## [Source data]
※ ※ ※

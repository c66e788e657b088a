#![doc = include_str!("../README.md")]
//!
//! # Module Structure
//!
//! - [`error`]: Domain error types (`ComposeError`)
//! - [`config`]: Lifecycle configuration (`ComposeConfig`, builder)
//! - [`docker`]: Runtime API abstraction (`RuntimeClient` trait, `BollardRuntimeClient`)
//! - [`image`]: Image references and on-demand pulls (`ImageReference`)
//! - [`auth`]: Registry credentials (`CredentialStore`)
//! - [`project`]: Declared services and shared context (`Project`, `Service`)
//! - [`resolver`]: Relationship resolution (`DependencyResolver`, `LinkTable`)
//! - [`container`]: Per-instance lifecycle (`ContainerHandle`)
//! - [`logs`]: Log forwarding (`LogStreamer`, `LogTask`, `LogSink`)
//!
//! # Architecture
//!
//! ```text
//! ContainerHandle::up()
//!        |
//!   create()  --find_by_name--> existing? done
//!        |                      missing image? pull, retry once
//!   DependencyResolver.populate(host_config)
//!        |
//!   RuntimeClient.start()
//!        |
//!   LogStreamer::spawn() --> LogTask (detached)
//! ```

pub mod auth;
pub mod config;
pub mod container;
pub mod docker;
pub mod error;
pub mod image;
pub mod logs;
pub mod project;
pub mod resolver;

// --- Public API Re-exports ---

// Project / lifecycle
pub use container::{ContainerHandle, ContainerState};
pub use project::{Context, Project, ProjectBuilder, Service};

// Configuration
pub use config::{ComposeConfig, ComposeConfigBuilder};

// Error
pub use error::ComposeError;

// Runtime API
pub use docker::{
    BollardRuntimeClient, ContainerSummary, CreateRequest, LogOptions, LogStream, RuntimeClient,
    RuntimeContainer,
};

// Images and credentials
pub use auth::{CredentialStore, RegistryCredential};
pub use image::ImageReference;

// Dependency resolution
pub use resolver::{DependencyResolver, LinkTable, Resolution};

// Logs
pub use logs::{LogSink, LogSinkFactory, LogStreamer, LogTask, PrefixedSinkFactory};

※ ※ ※

## [Exercise goal]
Output, unchanged, the lines from the line with "# Module Structure" through the final line of the material.

## [Response for this exercise]
//! # Module Structure
//!
//! - [`error`]: Domain error types (`ComposeError`)
//! - [`config`]: Lifecycle configuration (`ComposeConfig`, builder)
//! - [`docker`]: Runtime API abstraction (`RuntimeClient` trait, `BollardRuntimeClient`)
//! - [`image`]: Image references and on-demand pulls (`ImageReference`)
//! - [`auth`]: Registry credentials (`CredentialStore`)
//! - [`project`]: Declared services and shared context (`Project`, `Service`)
//! - [`resolver`]: Relationship resolution (`DependencyResolver`, `LinkTable`)
//! - [`container`]: Per-instance lifecycle (`ContainerHandle`)
//! - [`logs`]: Log forwarding (`LogStreamer`, `LogTask`, `LogSink`)
//!
//! # Architecture
//!
//! ```text
//! ContainerHandle::up()
//!        |
//!   create()  --find_by_name--> existing? done
//!        |                      missing image? pull, retry once
//!   DependencyResolver.populate(host_config)
//!        |
//!   RuntimeClient.start()
//!        |
//!   LogStreamer::spawn() --> LogTask (detached)
//! ```

pub mod auth;
pub mod config;
pub mod container;
pub mod docker;
pub mod error;
pub mod image;
pub mod logs;
pub mod project;
pub mod resolver;

// --- Public API Re-exports ---

// Project / lifecycle
pub use container::{ContainerHandle, ContainerState};
pub use project::{Context, Project, ProjectBuilder, Service};

// Configuration
pub use config::{ComposeConfig, ComposeConfigBuilder};

// Error
pub use error::ComposeError;

// Runtime API
pub use docker::{
    BollardRuntimeClient, ContainerSummary, CreateRequest, LogOptions, LogStream, RuntimeClient,
    RuntimeContainer,
};

// Images and credentials
pub use auth::{CredentialStore, RegistryCredential};
pub use image::ImageReference;

// Dependency resolution
pub use resolver::{DependencyResolver, LinkTable, Resolution};

// Logs
pub use logs::{LogSink, LogSinkFactory, LogStreamer, LogTask, PrefixedSinkFactory};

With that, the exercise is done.